%%
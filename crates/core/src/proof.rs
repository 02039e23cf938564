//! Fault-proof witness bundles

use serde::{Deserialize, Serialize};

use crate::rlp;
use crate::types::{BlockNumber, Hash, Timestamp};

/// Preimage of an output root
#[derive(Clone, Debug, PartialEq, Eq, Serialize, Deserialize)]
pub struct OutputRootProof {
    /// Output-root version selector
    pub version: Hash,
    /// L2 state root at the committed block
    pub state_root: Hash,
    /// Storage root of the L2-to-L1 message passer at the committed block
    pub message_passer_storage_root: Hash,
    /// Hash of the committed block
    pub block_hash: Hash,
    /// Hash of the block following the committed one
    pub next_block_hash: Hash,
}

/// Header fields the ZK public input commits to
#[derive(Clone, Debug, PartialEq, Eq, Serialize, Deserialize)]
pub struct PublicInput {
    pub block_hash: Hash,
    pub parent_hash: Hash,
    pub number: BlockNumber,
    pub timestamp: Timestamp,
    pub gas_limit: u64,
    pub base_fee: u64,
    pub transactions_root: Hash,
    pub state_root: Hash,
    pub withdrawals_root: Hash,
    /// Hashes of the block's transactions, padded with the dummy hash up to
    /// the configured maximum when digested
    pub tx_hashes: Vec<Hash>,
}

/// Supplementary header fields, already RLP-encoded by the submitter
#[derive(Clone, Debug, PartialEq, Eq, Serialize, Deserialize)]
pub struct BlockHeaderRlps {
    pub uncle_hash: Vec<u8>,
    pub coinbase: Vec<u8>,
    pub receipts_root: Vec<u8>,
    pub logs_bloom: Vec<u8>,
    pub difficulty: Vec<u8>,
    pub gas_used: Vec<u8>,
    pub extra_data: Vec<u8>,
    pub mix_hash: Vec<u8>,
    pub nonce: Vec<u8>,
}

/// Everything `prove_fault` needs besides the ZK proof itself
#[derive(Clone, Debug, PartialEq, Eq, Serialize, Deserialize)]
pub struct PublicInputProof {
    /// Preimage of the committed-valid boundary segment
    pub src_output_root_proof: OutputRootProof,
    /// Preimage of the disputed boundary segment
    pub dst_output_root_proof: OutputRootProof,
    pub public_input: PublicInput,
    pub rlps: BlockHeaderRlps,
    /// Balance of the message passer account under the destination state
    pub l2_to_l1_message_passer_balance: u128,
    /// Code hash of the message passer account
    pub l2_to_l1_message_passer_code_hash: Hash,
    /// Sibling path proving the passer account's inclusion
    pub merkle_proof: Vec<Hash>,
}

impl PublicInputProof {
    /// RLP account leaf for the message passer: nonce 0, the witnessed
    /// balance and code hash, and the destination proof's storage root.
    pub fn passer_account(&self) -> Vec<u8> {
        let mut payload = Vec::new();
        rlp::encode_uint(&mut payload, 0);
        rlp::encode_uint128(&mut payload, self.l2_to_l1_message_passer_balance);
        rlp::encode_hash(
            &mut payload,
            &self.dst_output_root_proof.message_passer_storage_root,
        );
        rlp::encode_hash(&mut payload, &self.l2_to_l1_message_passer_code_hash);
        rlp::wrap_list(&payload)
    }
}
%%
%%
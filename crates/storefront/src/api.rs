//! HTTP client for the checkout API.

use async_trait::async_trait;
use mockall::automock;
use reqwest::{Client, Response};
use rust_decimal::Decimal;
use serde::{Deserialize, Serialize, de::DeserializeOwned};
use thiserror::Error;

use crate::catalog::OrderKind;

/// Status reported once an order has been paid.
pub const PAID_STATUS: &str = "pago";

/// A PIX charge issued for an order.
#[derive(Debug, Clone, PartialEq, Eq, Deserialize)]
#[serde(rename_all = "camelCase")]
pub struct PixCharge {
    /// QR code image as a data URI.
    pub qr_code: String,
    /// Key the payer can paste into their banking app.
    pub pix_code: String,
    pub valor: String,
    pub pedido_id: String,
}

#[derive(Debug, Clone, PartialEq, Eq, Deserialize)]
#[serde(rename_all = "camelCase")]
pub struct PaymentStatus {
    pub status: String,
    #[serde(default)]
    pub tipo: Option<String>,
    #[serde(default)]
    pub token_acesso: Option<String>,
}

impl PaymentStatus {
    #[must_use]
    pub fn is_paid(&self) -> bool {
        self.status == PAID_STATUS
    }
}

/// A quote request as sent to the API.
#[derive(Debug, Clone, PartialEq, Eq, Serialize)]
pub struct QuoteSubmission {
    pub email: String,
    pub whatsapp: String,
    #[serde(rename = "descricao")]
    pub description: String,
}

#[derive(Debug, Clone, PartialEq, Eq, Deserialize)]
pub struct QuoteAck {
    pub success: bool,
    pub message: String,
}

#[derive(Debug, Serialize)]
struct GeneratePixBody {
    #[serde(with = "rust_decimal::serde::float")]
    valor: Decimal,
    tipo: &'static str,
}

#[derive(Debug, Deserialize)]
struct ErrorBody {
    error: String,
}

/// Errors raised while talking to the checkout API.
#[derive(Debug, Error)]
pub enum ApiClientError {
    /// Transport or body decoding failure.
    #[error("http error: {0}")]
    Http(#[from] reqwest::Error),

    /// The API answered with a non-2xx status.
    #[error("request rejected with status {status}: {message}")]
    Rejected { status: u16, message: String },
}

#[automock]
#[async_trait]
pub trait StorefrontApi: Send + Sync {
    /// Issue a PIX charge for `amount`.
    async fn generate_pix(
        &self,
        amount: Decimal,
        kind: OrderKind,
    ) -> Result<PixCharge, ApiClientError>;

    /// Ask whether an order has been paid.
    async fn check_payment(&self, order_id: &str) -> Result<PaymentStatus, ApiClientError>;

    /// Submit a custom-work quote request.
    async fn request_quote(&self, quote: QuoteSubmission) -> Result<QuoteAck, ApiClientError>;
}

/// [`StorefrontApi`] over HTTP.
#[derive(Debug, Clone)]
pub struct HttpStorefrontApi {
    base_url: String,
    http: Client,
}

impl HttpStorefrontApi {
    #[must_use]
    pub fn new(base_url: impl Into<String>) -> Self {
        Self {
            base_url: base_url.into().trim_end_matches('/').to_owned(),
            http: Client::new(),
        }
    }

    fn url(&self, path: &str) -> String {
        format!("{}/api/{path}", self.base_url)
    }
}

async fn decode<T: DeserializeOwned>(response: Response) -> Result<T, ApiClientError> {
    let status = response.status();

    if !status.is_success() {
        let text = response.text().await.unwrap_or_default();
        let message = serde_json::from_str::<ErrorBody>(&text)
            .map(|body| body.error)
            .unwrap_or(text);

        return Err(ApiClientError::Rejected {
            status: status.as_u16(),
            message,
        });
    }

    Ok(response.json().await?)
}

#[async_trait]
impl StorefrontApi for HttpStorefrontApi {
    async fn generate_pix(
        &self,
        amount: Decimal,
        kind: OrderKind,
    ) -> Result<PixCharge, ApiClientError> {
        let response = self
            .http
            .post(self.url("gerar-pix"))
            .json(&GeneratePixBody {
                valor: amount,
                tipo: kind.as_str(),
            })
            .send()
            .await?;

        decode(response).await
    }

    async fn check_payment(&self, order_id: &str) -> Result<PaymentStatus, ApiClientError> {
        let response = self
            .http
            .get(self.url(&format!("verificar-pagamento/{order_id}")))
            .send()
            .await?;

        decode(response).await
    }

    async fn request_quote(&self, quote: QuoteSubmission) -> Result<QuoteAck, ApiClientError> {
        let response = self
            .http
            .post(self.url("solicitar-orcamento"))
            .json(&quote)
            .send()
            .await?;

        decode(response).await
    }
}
%%
%%
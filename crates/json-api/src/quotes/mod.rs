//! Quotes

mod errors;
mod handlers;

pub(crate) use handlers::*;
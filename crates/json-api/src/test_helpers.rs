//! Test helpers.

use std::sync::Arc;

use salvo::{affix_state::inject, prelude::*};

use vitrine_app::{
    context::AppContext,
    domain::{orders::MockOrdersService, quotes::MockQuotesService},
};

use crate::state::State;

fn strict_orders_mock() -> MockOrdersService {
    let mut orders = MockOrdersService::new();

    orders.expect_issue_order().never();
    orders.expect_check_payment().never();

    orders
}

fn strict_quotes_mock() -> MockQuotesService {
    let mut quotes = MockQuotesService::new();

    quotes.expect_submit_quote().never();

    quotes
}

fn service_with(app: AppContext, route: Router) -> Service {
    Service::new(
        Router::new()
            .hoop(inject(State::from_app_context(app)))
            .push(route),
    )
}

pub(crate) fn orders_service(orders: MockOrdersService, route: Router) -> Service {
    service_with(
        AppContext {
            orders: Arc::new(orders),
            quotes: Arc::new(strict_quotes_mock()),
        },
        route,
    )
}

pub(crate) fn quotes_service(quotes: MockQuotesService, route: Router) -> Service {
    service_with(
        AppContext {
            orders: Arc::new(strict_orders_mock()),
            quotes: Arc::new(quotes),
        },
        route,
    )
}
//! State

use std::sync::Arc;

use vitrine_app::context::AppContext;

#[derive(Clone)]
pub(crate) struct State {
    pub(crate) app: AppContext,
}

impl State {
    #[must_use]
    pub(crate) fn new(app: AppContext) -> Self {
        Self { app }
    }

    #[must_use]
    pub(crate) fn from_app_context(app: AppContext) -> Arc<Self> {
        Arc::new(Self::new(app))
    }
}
%%
Task description:
In the entries above, please find the line with "filename crates/core/src/proof.rs" and the line with "disputed boundary segment", then write out exactly those two lines and every line between them, and nothing more.

Exercise answer:
filename crates/core/src/proof.rs
repository 02039e23cf938564
//! Fault-proof witness bundles

use serde::{Deserialize, Serialize};

use crate::rlp;
use crate::types::{BlockNumber, Hash, Timestamp};

/// Preimage of an output root
#[derive(Clone, Debug, PartialEq, Eq, Serialize, Deserialize)]
pub struct OutputRootProof {
    /// Output-root version selector
    pub version: Hash,
    /// L2 state root at the committed block
    pub state_root: Hash,
    /// Storage root of the L2-to-L1 message passer at the committed block
    pub message_passer_storage_root: Hash,
    /// Hash of the committed block
    pub block_hash: Hash,
    /// Hash of the block following the committed one
    pub next_block_hash: Hash,
}

/// Header fields the ZK public input commits to
#[derive(Clone, Debug, PartialEq, Eq, Serialize, Deserialize)]
pub struct PublicInput {
    pub block_hash: Hash,
    pub parent_hash: Hash,
    pub number: BlockNumber,
    pub timestamp: Timestamp,
    pub gas_limit: u64,
    pub base_fee: u64,
    pub transactions_root: Hash,
    pub state_root: Hash,
    pub withdrawals_root: Hash,
    /// Hashes of the block's transactions, padded with the dummy hash up to
    /// the configured maximum when digested
    pub tx_hashes: Vec<Hash>,
}

/// Supplementary header fields, already RLP-encoded by the submitter
#[derive(Clone, Debug, PartialEq, Eq, Serialize, Deserialize)]
pub struct BlockHeaderRlps {
    pub uncle_hash: Vec<u8>,
    pub coinbase: Vec<u8>,
    pub receipts_root: Vec<u8>,
    pub logs_bloom: Vec<u8>,
    pub difficulty: Vec<u8>,
    pub gas_used: Vec<u8>,
    pub extra_data: Vec<u8>,
    pub mix_hash: Vec<u8>,
    pub nonce: Vec<u8>,
}

/// Everything `prove_fault` needs besides the ZK proof itself
#[derive(Clone, Debug, PartialEq, Eq, Serialize, Deserialize)]
pub struct PublicInputProof {
    /// Preimage of the committed-valid boundary segment
    pub src_output_root_proof: OutputRootProof,
    /// Preimage of the disputed boundary segment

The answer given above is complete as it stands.